After retreating to Santa Fe in the 1970s to immerse himself in painting, Maurice Burns’s vital, frequently autobiographical canvases are appearing in New York for the first time at his single-artist show at Gerald Peters Gallery. A MacDowell fellow and Pollock-Krasner award recipient, Burns weaves together ideas and iconography from the Harlem Renaissance, Pop Art, and the School of London in pursuit of a cultural territory unbound by 20th-century conceptions of racial identity and the conventions of high culture. As Burns remixes art history and pop culture on his postmodern canvases, a distinctly personal imaginary emerges––one as complex and uncompromising as the jazz legends, Native American chiefs, mathematicians, and everyday people who populate his world.
Burns (b. 1937) was raised in segregated Talladega, Alabama, to a multi-racial family with roots in Africa, Scotland, and the Choctaw Nation. After being drafted by the US Army and serving three years of active duty, Burns’s prodigious intellect and mathematical ability initially guided him into a career in computer science. In his late twenties he decided to pursue his interest in art, which he had been quietly nurturing since childhood.

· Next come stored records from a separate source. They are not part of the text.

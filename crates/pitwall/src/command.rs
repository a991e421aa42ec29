//! Command protocol types for cloud → edge control
//!
//! Commands travel cloud → edge over the push channel as a [`CommandEnvelope`]
//! carrying a verb plus JSON params. The edge answers out of band with a
//! [`CommandAck`] correlated by `command_id`. Params are parsed into the typed
//! [`EdgeCommand`] union at both ends so nothing downstream probes maps.

use serde::{Deserialize, Serialize};
use serde_json::{json, Value};
use std::fmt;

use crate::camera::CameraSlot;
use crate::error::ControlError;
use crate::profile::QualityProfile;
use crate::protocol::COMMAND_TIMEOUT_MS;
use crate::vehicle::VehicleKey;

/// A string wrapper that redacts its contents in Debug output.
///
/// Used for stream keys and device tokens so they never reach the logs.
/// Serializes/deserializes transparently as a plain string.
#[derive(Clone, PartialEq, Eq, Serialize, Deserialize)]
#[serde(transparent)]
pub struct RedactedString(pub String);

impl RedactedString {
    pub fn expose(&self) -> &str {
        &self.0
    }

    pub fn is_empty(&self) -> bool {
        self.0.trim().is_empty()
    }
}

impl fmt::Debug for RedactedString {
    fn fmt(&self, f: &mut fmt::Formatter<'_>) -> fmt::Result {
        write!(f, "\"***\"")
    }
}

impl From<String> for RedactedString {
    fn from(s: String) -> Self {
        Self(s)
    }
}

impl From<&str> for RedactedString {
    fn from(s: &str) -> Self {
        Self(s.to_string())
    }
}

/// Correlation token binding a command to its eventual ACK.
#[derive(Debug, Clone, PartialEq, Eq, Hash, Serialize, Deserialize)]
#[serde(transparent)]
pub struct CommandId(pub String);

impl CommandId {
    /// Mint a fresh random id.
    pub fn generate() -> Self {
        Self(uuid::Uuid::new_v4().to_string())
    }

    pub fn as_str(&self) -> &str {
        &self.0
    }
}

impl fmt::Display for CommandId {
    fn fmt(&self, f: &mut fmt::Formatter<'_>) -> fmt::Result {
        f.write_str(&self.0)
    }
}

impl From<&str> for CommandId {
    fn from(s: &str) -> Self {
        Self(s.to_string())
    }
}

/// Who asked for a quality profile change.
#[derive(Debug, Clone, Copy, PartialEq, Eq, Default, Serialize, Deserialize)]
#[serde(rename_all = "lowercase")]
pub enum ProfileOrigin {
    /// Operator or pit crew; sets the auto-quality ceiling.
    #[default]
    Manual,
    /// The edge health controller.
    Auto,
}

/// All supported edge commands.
#[derive(Debug, Clone, PartialEq, Eq)]
pub enum EdgeCommand {
    /// Launch the encoder on a camera
    StartStream {
        camera: CameraSlot,
        profile: Option<QualityProfile>,
    },
    /// Stop the encoder
    StopStream,
    /// Restart the encoder on a different camera
    SetActiveCamera { camera: CameraSlot },
    /// Restart the encoder with a different quality profile
    SetProfile {
        profile: QualityProfile,
        origin: ProfileOrigin,
    },
    /// Report supervisor status in the ACK data
    GetStatus,
    /// Clear a paused supervisor and its failure counters
    ResetSupervisor,
}

impl EdgeCommand {
    pub fn verb(&self) -> &'static str {
        match self {
            EdgeCommand::StartStream { .. } => "start_stream",
            EdgeCommand::StopStream => "stop_stream",
            EdgeCommand::SetActiveCamera { .. } => "set_active_camera",
            EdgeCommand::SetProfile { .. } => "set_profile",
            EdgeCommand::GetStatus => "get_status",
            EdgeCommand::ResetSupervisor => "reset_supervisor",
        }
    }

    /// Wire params for this command.
    pub fn params(&self) -> Value {
        match self {
            EdgeCommand::StartStream { camera, profile } => match profile {
                Some(p) => json!({ "camera": camera, "profile": p }),
                None => json!({ "camera": camera }),
            },
            EdgeCommand::SetActiveCamera { camera } => json!({ "camera": camera }),
            EdgeCommand::SetProfile { profile, origin } => {
                json!({ "profile": profile, "origin": origin })
            }
            EdgeCommand::StopStream | EdgeCommand::GetStatus | EdgeCommand::ResetSupervisor => {
                json!({})
            }
        }
    }

    /// Validate a verb + params pair into a typed command.
    ///
    /// Camera names go through legacy-alias normalization here, so callers
    /// may pass `pov` or `roof` and get the canonical slot.
    pub fn parse(verb: &str, params: &Value) -> Result<Self, ControlError> {
        match verb {
            "start_stream" => Ok(EdgeCommand::StartStream {
                camera: camera_param(verb, params)?,
                profile: profile_param(verb, params)?,
            }),
            "stop_stream" => Ok(EdgeCommand::StopStream),
            "set_active_camera" | "set_camera" | "switch_camera" => {
                Ok(EdgeCommand::SetActiveCamera {
                    camera: camera_param(verb, params)?,
                })
            }
            "set_profile" | "switch_profile" => {
                let profile = profile_param(verb, params)?.ok_or_else(|| {
                    ControlError::InvalidParams {
                        command: verb.to_string(),
                        message: "missing 'profile'".into(),
                    }
                })?;
                let origin = match params.get("origin") {
                    None | Some(Value::Null) => ProfileOrigin::Manual,
                    Some(v) => serde_json::from_value(v.clone()).map_err(|e| {
                        ControlError::InvalidParams {
                            command: verb.to_string(),
                            message: format!("bad 'origin': {}", e),
                        }
                    })?,
                };
                Ok(EdgeCommand::SetProfile { profile, origin })
            }
            "get_status" => Ok(EdgeCommand::GetStatus),
            "reset_supervisor" => Ok(EdgeCommand::ResetSupervisor),
            other => Err(ControlError::UnknownCommand(other.to_string())),
        }
    }
}

fn camera_param(verb: &str, params: &Value) -> Result<CameraSlot, ControlError> {
    let name = params
        .get("camera")
        .and_then(Value::as_str)
        .ok_or_else(|| ControlError::InvalidParams {
            command: verb.to_string(),
            message: "missing 'camera'".into(),
        })?;
    name.parse()
}

fn profile_param(verb: &str, params: &Value) -> Result<Option<QualityProfile>, ControlError> {
    match params.get("profile") {
        None | Some(Value::Null) => Ok(None),
        Some(Value::String(s)) => s.parse().map(Some),
        Some(_) => Err(ControlError::InvalidParams {
            command: verb.to_string(),
            message: "'profile' must be a string".into(),
        }),
    }
}

/// What the edge receives on its push feed.
#[derive(Debug, Clone, PartialEq, Serialize, Deserialize)]
pub struct CommandEnvelope {
    pub command_id: CommandId,
    pub command: String,
    #[serde(default)]
    pub params: Value,
    pub sent_at: u64,
}

impl CommandEnvelope {
    pub fn new(command_id: CommandId, command: &EdgeCommand, sent_at: u64) -> Self {
        Self {
            command_id,
            command: command.verb().to_string(),
            params: command.params(),
            sent_at,
        }
    }

    /// Parse the verb + params back into a typed command.
    pub fn decode(&self) -> Result<EdgeCommand, ControlError> {
        EdgeCommand::parse(&self.command, &self.params)
    }
}

/// Result reported by the edge for one command.
#[derive(Debug, Clone, Copy, PartialEq, Eq, Serialize, Deserialize)]
#[serde(rename_all = "lowercase")]
pub enum AckStatus {
    Success,
    Error,
}

/// Edge → cloud command response.
#[derive(Debug, Clone, PartialEq, Serialize, Deserialize)]
pub struct CommandAck {
    pub command_id: CommandId,
    pub status: AckStatus,
    #[serde(default)]
    pub message: String,
    #[serde(default, skip_serializing_if = "Option::is_none")]
    pub data: Option<Value>,
}

impl CommandAck {
    pub fn success(command_id: CommandId, message: impl Into<String>) -> Self {
        Self {
            command_id,
            status: AckStatus::Success,
            message: message.into(),
            data: None,
        }
    }

    pub fn error(command_id: CommandId, message: impl Into<String>) -> Self {
        Self {
            command_id,
            status: AckStatus::Error,
            message: message.into(),
            data: None,
        }
    }

    pub fn with_data(mut self, data: Value) -> Self {
        self.data = Some(data);
        self
    }

    pub fn is_success(&self) -> bool {
        self.status == AckStatus::Success
    }
}

/// Lifecycle of a CommandRecord.
#[derive(Debug, Clone, Copy, PartialEq, Eq, Serialize, Deserialize)]
#[serde(rename_all = "lowercase")]
pub enum CommandStatus {
    Pending,
    Success,
    Error,
    Timeout,
}

/// Which component is waiting on a command's ACK.
#[derive(Debug, Clone, Copy, PartialEq, Eq, Hash, Serialize, Deserialize)]
#[serde(rename_all = "snake_case")]
pub enum CommandOwner {
    Stream,
    CameraSwitch,
    ProfileSwitch,
    Dispatch,
}

/// Correlation ledger entry, one per command id.
///
/// Written once at creation and transitions status at most once.
#[derive(Debug, Clone, PartialEq, Serialize, Deserialize)]
pub struct CommandRecord {
    pub command_id: CommandId,
    #[serde(flatten)]
    pub vehicle: VehicleKey,
    pub owner: CommandOwner,
    pub command: String,
    pub params: Value,
    pub status: CommandStatus,
    pub sent_at: u64,
    pub responded_at: Option<u64>,
    pub message: Option<String>,
    pub data: Option<Value>,
}

impl CommandRecord {
    pub fn new(vehicle: VehicleKey, owner: CommandOwner, envelope: &CommandEnvelope) -> Self {
        Self {
            command_id: envelope.command_id.clone(),
            vehicle,
            owner,
            command: envelope.command.clone(),
            params: envelope.params.clone(),
            status: CommandStatus::Pending,
            sent_at: envelope.sent_at,
            responded_at: None,
            message: None,
            data: None,
        }
    }

    /// Status as seen at `now_ms`: a pending record past the command
    /// timeout reads as `Timeout`.
    pub fn status_at(&self, now_ms: u64) -> CommandStatus {
        if self.status == CommandStatus::Pending
            && now_ms > self.sent_at.saturating_add(COMMAND_TIMEOUT_MS)
        {
            CommandStatus::Timeout
        } else {
            self.status
        }
    }

    /// Apply an ACK. Returns false when the record already left `Pending`.
    pub fn resolve(&mut self, ack: &CommandAck, now_ms: u64) -> bool {
        if self.status != CommandStatus::Pending {
            return false;
        }
        self.status = match ack.status {
            AckStatus::Success => CommandStatus::Success,
            AckStatus::Error => CommandStatus::Error,
        };
        self.responded_at = Some(now_ms);
        self.message = Some(ack.message.clone());
        self.data = ack.data.clone();
        true
    }
}
//! WebSocket push channels.
//!
//! Text frames, one JSON [`PushEvent`] each:
//!   `/ws/edge`   → `edge_command` events for the authenticated vehicle only
//!   `/ws/events` → every state change, switch, and featured-vehicle event
//!
//! Both feeds are fire-and-forget: a lagging or reconnecting subscriber
//! misses events and nothing is replayed.

use std::sync::Arc;

use axum::extract::ws::{Message, WebSocket};
use axum::extract::{Query, State, WebSocketUpgrade};
use axum::http::HeaderMap;
use axum::response::{IntoResponse, Response};
use futures_util::{SinkExt, StreamExt};
use serde::Deserialize;
use tokio::sync::broadcast;
use tracing::{debug, info, warn};

use super::routes::{edge_identity, require_admin};
use super::WebState;
use crate::event::PushEvent;
use crate::vehicle::VehicleKey;

#[derive(Debug, Deserialize)]
pub struct TokenQuery {
    token: Option<String>,
}

/// GET /ws/edge
pub async fn edge_upgrade(
    ws: WebSocketUpgrade,
    State(state): State<Arc<WebState>>,
    headers: HeaderMap,
) -> Response {
    match edge_identity(&state, &headers) {
        Ok(key) => ws
            .on_upgrade(move |socket| handle_edge(socket, key, state))
            .into_response(),
        Err(e) => e.into_response(),
    }
}

/// GET /ws/events
pub async fn events_upgrade(
    ws: WebSocketUpgrade,
    State(state): State<Arc<WebState>>,
    headers: HeaderMap,
    Query(query): Query<TokenQuery>,
) -> Response {
    match require_admin(&state, &headers, query.token.as_deref()) {
        Ok(()) => ws
            .on_upgrade(move |socket| handle_events(socket, state))
            .into_response(),
        Err(e) => e.into_response(),
    }
}

/// Forward one vehicle's command feed to its edge.
async fn handle_edge(socket: WebSocket, key: VehicleKey, state: Arc<WebState>) {
    let mut rx = state.plane.transport().subscribe(&key);
    info!(vehicle = %key, "Edge subscribed to command feed");

    pump(socket, &state, &mut rx, |result| match result {
        Ok(envelope) => Some(PushEvent::edge_command(&key, envelope)),
        Err(broadcast::error::RecvError::Lagged(n)) => {
            warn!(vehicle = %key, missed = n, "Edge feed lagged, commands dropped");
            None
        }
        Err(broadcast::error::RecvError::Closed) => None,
    })
    .await;

    info!(vehicle = %key, "Edge unsubscribed from command feed");
}

/// Forward every push event to a dashboard.
async fn handle_events(socket: WebSocket, state: Arc<WebState>) {
    let mut rx = state.plane.events().subscribe();
    pump(socket, &state, &mut rx, |result| match result {
        Ok(event) => Some(event),
        Err(broadcast::error::RecvError::Lagged(n)) => {
            warn!("Event subscriber lagged, missed {} events", n);
            None
        }
        Err(broadcast::error::RecvError::Closed) => None,
    })
    .await;
    debug!("Event subscriber disconnected");
}

/// Shared send loop: broadcast receiver → JSON text frames, until either
/// side closes or the server shuts down.
async fn pump<T, F>(
    socket: WebSocket,
    state: &WebState,
    rx: &mut broadcast::Receiver<T>,
    mut to_event: F,
) where
    T: Clone,
    F: FnMut(Result<T, broadcast::error::RecvError>) -> Option<PushEvent>,
{
    let (mut ws_tx, mut ws_rx) = socket.split();

    loop {
        tokio::select! {
            _ = state.shutdown.cancelled() => {
                let _ = ws_tx.send(Message::Close(None)).await;
                break;
            }
            result = rx.recv() => {
                let closed = matches!(result, Err(broadcast::error::RecvError::Closed));
                if let Some(event) = to_event(result) {
                    let text = match serde_json::to_string(&event) {
                        Ok(text) => text,
                        Err(e) => {
                            warn!("Failed to encode push event: {}", e);
                            continue;
                        }
                    };
                    if ws_tx.send(Message::Text(text.into())).await.is_err() {
                        break;
                    }
                }
                if closed {
                    break;
                }
            }
            msg = ws_rx.next() => {
                match msg {
                    Some(Ok(Message::Close(_))) | None => break,
                    Some(Ok(Message::Ping(data))) => {
                        let _ = ws_tx.send(Message::Pong(data)).await;
                    }
                    Some(Err(_)) => break,
                    _ => {} // Subscribers have nothing to say
                }
            }
        }
    }
}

In 1968, Burns used funds from the GI Bill to enroll at the Rhode Island School of Design. While at RISD, he was mentored by John Torres, an African American sculptor intent on diversifying the arts community. In 1971, Burns received a scholarship to attend the summer program at the Skowhegan School of Painting and Sculpture. There he encountered Jacob Lawrence, who had a profound influence on the young artist. Lawrence counseled Burns that “you are born black … and whatever you do when you let your emotions go––whatever comes out will be a reflection of your black experience.”
After earning his BFA in 1972, Burns declined offers to pursue graduate work at Yale and elsewhere in favor of remaining in Providence to paint. That year he was granted his first of two fellowships through the Edward MacDowell Colony in Petersboro, New Hampshire, and he began exhibiting his work in Providence. After a devastating studio fire destroyed most of his work, however, Burns decided to pursue graduate work after all. He accepted a place at London’s Royal College of Art, where he spent two years pursuing his Master’s in painting.
In London, Burns met and befriended R.B. Kitaj, who became a close friend and mentor. Through Kitaj, Burns was introduced to many of the painters who would come to be known as the School of London—Michael Andrews and David Hockney, among others. Like these artists, many of them gay, Jewish, or otherwise marginalized, Burns was reckoning with history and exploring new ways of seeing himself. In their single-minded pursuit of figurative painting at a time when abstraction commanded the most attention and in the face of a rising wave of conceptual art, they gave Burns permission to paint the world as he saw it––or wanted to see it.
In 1974, Burns returned to Petersboro, where he had been granted a second MacDowell Fellowship. He soon reconnected with John Torres, who tapped him to establish a visiting artist program at the Institute of American Indian Arts in Santa Fe, New Mexico. Moving to Santa Fe in 1974, Burns stayed with IAIA for one term before making the decision to establish his own studio and devote himself to painting.
In Santa Fe, Burns became an integral part of a group of Native American artists––T.C. Cannon and Fritz Scholder, among others. Their work often challenged the mythos of Native American culture, and Burns’s paintings similarly reveal a lifelong search for identity and self-expression. “One of the main things I’ve had to face for myself,” Burns has said, “was not ever to deny who I am.” Burns has spent the past forty years working in seclusion, constructing his own cultural imaginary through references to jazz and the Harlem Renaissance, cinema, Native American culture, math and science, and everyday life in New Mexico. At first glance, his accessible iconography suggests a familiar world, but on closer inspection, Burns’s “complex variables”––Albert Einstein in a Native American headdress, the word “Illegal” inscribed on a rollicking jazz scene––reveal deep, personal associations. Through them, a glimpse of the artist emerges, and a new window opens onto cultural histories that were not quite visible before.